▶ Brief:
When you reach the line that contains "let mut assignments = E::COLUMNS" in the data below, start reproducing lines exactly, and stop after the line that contains "impl<E: TableMapping> CrudRepository<E, i64>".

══ Dataset extract

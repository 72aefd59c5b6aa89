//! SQLite implementation of the generic CRUD contract.
//!
//! # Responsibility
//! - Implement `CrudRepository` once for any entity described by a
//!   `TableMapping`.
//! - Refuse connections whose schema cannot serve the mapping.
//!
//! # Invariants
//! - Write paths call `TableMapping::validate()` before SQL mutations.
//! - Ids come from `AUTOINCREMENT` keys and are read back with
//!   `last_insert_rowid()`.
//! - Listing queries are ordered by id so results are deterministic.

use crate::db::migrations::{current_version, latest_version};
use crate::db::DbError;
use crate::model::validation::ValidationError;
use crate::repo::crud::{CrudRepository, PageQuery, RepoError, RepoResult};
use log::debug;
use rusqlite::types::Value;
use rusqlite::{params, params_from_iter, Connection, Params, Row};
use std::collections::HashSet;
use std::marker::PhantomData;

/// Current time as integer epoch milliseconds, evaluated by SQLite.
pub const EPOCH_MILLIS_SQL: &str = "CAST((julianday('now') - 2440587.5) * 86400000 AS INTEGER)";

/// Describes how one entity type is stored in one SQLite table.
///
/// The id column must be an `INTEGER PRIMARY KEY`.
pub trait TableMapping: Sized {
    /// Entity name used in error messages and logs.
    const ENTITY: &'static str;
    const TABLE: &'static str;
    const ID_COLUMN: &'static str;
    /// Data columns in the order produced by `column_values`.
    const COLUMNS: &'static [&'static str];
    /// Epoch-millis column refreshed on every update, when the table has one.
    const TOUCH_COLUMN: Option<&'static str> = None;

    fn id(&self) -> Option<i64>;
    fn assign_id(&mut self, id: i64);
    fn column_values(&self) -> Vec<Value>;
    /// Decodes a row selected as `id, COLUMNS...`.
    fn from_row(row: &Row<'_>) -> RepoResult<Self>;

    fn validate(&self) -> Result<(), ValidationError> {
        Ok(())
    }
}

/// Generic SQLite-backed repository borrowing a migrated connection.
pub struct SqliteRepository<'conn, E> {
    conn: &'conn Connection,
    _entity: PhantomData<fn() -> E>,
}

impl<'conn, E: TableMapping> SqliteRepository<'conn, E> {
    /// Wraps `conn` after checking that it can serve `E`.
    ///
    /// # Errors
    /// - `UninitializedConnection` when migrations have not been applied.
    /// - `MissingRequiredTable`/`MissingRequiredColumn` when the schema does
    ///   not match the mapping.
    pub fn try_new(conn: &'conn Connection) -> RepoResult<Self> {
        ensure_schema::<E>(conn)?;
        Ok(Self {
            conn,
            _entity: PhantomData,
        })
    }

    pub fn connection(&self) -> &'conn Connection {
        self.conn
    }

    /// `SELECT id, COLUMNS... FROM TABLE` without a trailing clause.
    pub fn select_sql() -> String {
        format!(
            "SELECT {}, {} FROM {}",
            E::ID_COLUMN,
            E::COLUMNS.join(", "),
            E::TABLE
        )
    }

    /// Runs a query whose projection is `select_sql()` and decodes every row.
    pub fn query_entities<P: Params>(&self, sql: &str, params: P) -> RepoResult<Vec<E>> {
        let mut stmt = self.conn.prepare(sql)?;
        let mut rows = stmt.query(params)?;
        let mut entities = Vec::new();

        while let Some(row) = rows.next()? {
            entities.push(E::from_row(row)?);
        }

        Ok(entities)
    }

    fn insert(&self, entity: &mut E) -> RepoResult<()> {
        let placeholders = (1..=E::COLUMNS.len())
            .map(|index| format!("?{index}"))
            .collect::<Vec<_>>()
            .join(", ");
        let sql = format!(
            "INSERT INTO {} ({}) VALUES ({placeholders});",
            E::TABLE,
            E::COLUMNS.join(", ")
        );

        self.conn
            .execute(&sql, params_from_iter(entity.column_values()))?;
        let id = self.conn.last_insert_rowid();
        entity.assign_id(id);

        debug!(
            "event={}_save module=repo status=ok op=insert id={id}",
            E::ENTITY
        );
        Ok(())
    }

    /// Returns `false` when no row carries `id`.
    fn update(&self, id: i64, entity: &E) -> RepoResult<bool> {
        let mut assignments = E::COLUMNS
            .iter()
            .enumerate()
            .map(|(index, column)| format!("{column} = ?{}", index + 1))
            .collect::<Vec<_>>();
        if let Some(touch) = E::TOUCH_COLUMN {
            assignments.push(format!("{touch} = {EPOCH_MILLIS_SQL}"));
        }
        let sql = format!(
            "UPDATE {} SET {} WHERE {} = ?{};",
            E::TABLE,
            assignments.join(", "),
            E::ID_COLUMN,
            E::COLUMNS.len() + 1
        );

        let mut values = entity.column_values();
        values.push(Value::Integer(id));
        let changed = self.conn.execute(&sql, params_from_iter(values))?;

        if changed == 0 {
            return Ok(false);
        }

        debug!(
            "event={}_save module=repo status=ok op=update id={id}",
            E::ENTITY
        );
        Ok(true)
    }
}

impl<E: TableMapping> CrudRepository<E, i64> for SqliteRepository<'_, E> {
    fn save(&self, mut entity: E) -> RepoResult<E> {
        entity.validate()?;

        let updated = match entity.id() {
            Some(id) => self.update(id, &entity)?,
            None => false,
        };
        // An id with no row is inserted under a fresh key; the caller's id is
        // replaced so AUTOINCREMENT keys are never handed out twice.
        if !updated {
            self.insert(&mut entity)?;
        }

        Ok(entity)
    }

    fn save_all(&self, entities: Vec<E>) -> RepoResult<Vec<E>> {
        let tx = self.conn.unchecked_transaction()?;
        let mut saved = Vec::with_capacity(entities.len());
        for entity in entities {
            saved.push(self.save(entity)?);
        }
        tx.commit()?;
        Ok(saved)
    }

    fn find_by_id(&self, id: i64) -> RepoResult<Option<E>> {
        let sql = format!("{} WHERE {} = ?1;", Self::select_sql(), E::ID_COLUMN);
        Ok(self.query_entities(&sql, params![id])?.into_iter().next())
    }

    fn find_all(&self) -> RepoResult<Vec<E>> {
        let sql = format!("{} ORDER BY {} ASC;", Self::select_sql(), E::ID_COLUMN);
        self.query_entities(&sql, [])
    }

    fn find_all_by_id(&self, ids: &[i64]) -> RepoResult<Vec<E>> {
        if ids.is_empty() {
            return Ok(Vec::new());
        }

        let placeholders = vec!["?"; ids.len()].join(", ");
        let sql = format!(
            "{} WHERE {id} IN ({placeholders}) ORDER BY {id} ASC;",
            Self::select_sql(),
            id = E::ID_COLUMN
        );
        self.query_entities(&sql, params_from_iter(ids.iter()))
    }

    fn find_page(&self, page: &PageQuery) -> RepoResult<Vec<E>> {
        let sql = format!(
            "{} ORDER BY {} ASC LIMIT ?1 OFFSET ?2;",
            Self::select_sql(),
            E::ID_COLUMN
        );
        self.query_entities(
            &sql,
            params![i64::from(page.effective_limit()), i64::from(page.offset)],
        )
    }

    fn exists_by_id(&self, id: i64) -> RepoResult<bool> {
        let sql = format!(
            "SELECT EXISTS(SELECT 1 FROM {} WHERE {} = ?1);",
            E::TABLE,
            E::ID_COLUMN
        );
        let exists: i64 = self.conn.query_row(&sql, params![id], |row| row.get(0))?;
        Ok(exists == 1)
    }

    fn count(&self) -> RepoResult<u64> {
        let sql = format!("SELECT COUNT(*) FROM {};", E::TABLE);
        let count: i64 = self.conn.query_row(&sql, [], |row| row.get(0))?;
        u64::try_from(count)
            .map_err(|_| RepoError::InvalidData(format!("negative row count {count}")))
    }

    fn delete_by_id(&self, id: i64) -> RepoResult<()> {
        let sql = format!("DELETE FROM {} WHERE {} = ?1;", E::TABLE, E::ID_COLUMN);
        let changed = self.conn.execute(&sql, params![id])?;

        if changed == 0 {
            return Err(RepoError::NotFound {
                entity: E::ENTITY,
                id,
            });
        }

        Ok(())
    }

    fn delete(&self, entity: &E) -> RepoResult<()> {
        match entity.id() {
            Some(id) => self.delete_by_id(id),
            None => Ok(()),
        }
    }

    fn delete_all(&self) -> RepoResult<u64> {
        let changed = self.conn.execute(&format!("DELETE FROM {};", E::TABLE), [])?;
        Ok(changed as u64)
    }
}

fn ensure_schema<E: TableMapping>(conn: &Connection) -> RepoResult<()> {
    let expected_version = latest_version();
    let actual_version = current_version(conn)?;
    if actual_version < expected_version {
        return Err(RepoError::UninitializedConnection {
            expected_version,
            actual_version,
        });
    }
    if actual_version > expected_version {
        return Err(RepoError::Db(DbError::UnsupportedSchemaVersion {
            db_version: actual_version,
            latest_supported: expected_version,
        }));
    }

    let table_exists: i64 = conn.query_row(
        "SELECT EXISTS(
            SELECT 1
            FROM sqlite_master
            WHERE type = 'table' AND name = ?1
        );",
        [E::TABLE],
        |row| row.get(0),
    )?;
    if table_exists != 1 {
        return Err(RepoError::MissingRequiredTable(E::TABLE));
    }

    let mut stmt = conn.prepare(&format!("PRAGMA table_info({});", E::TABLE))?;
    let present = stmt
        .query_map([], |row| row.get::<_, String>("name"))?
        .collect::<Result<HashSet<_>, _>>()?;

    for column in std::iter::once(E::ID_COLUMN).chain(E::COLUMNS.iter().copied()) {
        if !present.contains(column) {
            return Err(RepoError::MissingRequiredColumn {
                table: E::TABLE,
                column,
            });
        }
    }

    Ok(())
}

════

▶ Task solution:
        let mut assignments = E::COLUMNS
            .iter()
            .enumerate()
            .map(|(index, column)| format!("{column} = ?{}", index + 1))
            .collect::<Vec<_>>();
        if let Some(touch) = E::TOUCH_COLUMN {
            assignments.push(format!("{touch} = {EPOCH_MILLIS_SQL}"));
        }
        let sql = format!(
            "UPDATE {} SET {} WHERE {} = ?{};",
            E::TABLE,
            assignments.join(", "),
            E::ID_COLUMN,
            E::COLUMNS.len() + 1
        );

        let mut values = entity.column_values();
        values.push(Value::Integer(id));
        let changed = self.conn.execute(&sql, params_from_iter(values))?;

        if changed == 0 {
            return Ok(false);
        }

        debug!(
            "event={}_save module=repo status=ok op=update id={id}",
            E::ENTITY
        );
        Ok(true)
    }
}

impl<E: TableMapping> CrudRepository<E, i64> for SqliteRepository<'_, E> {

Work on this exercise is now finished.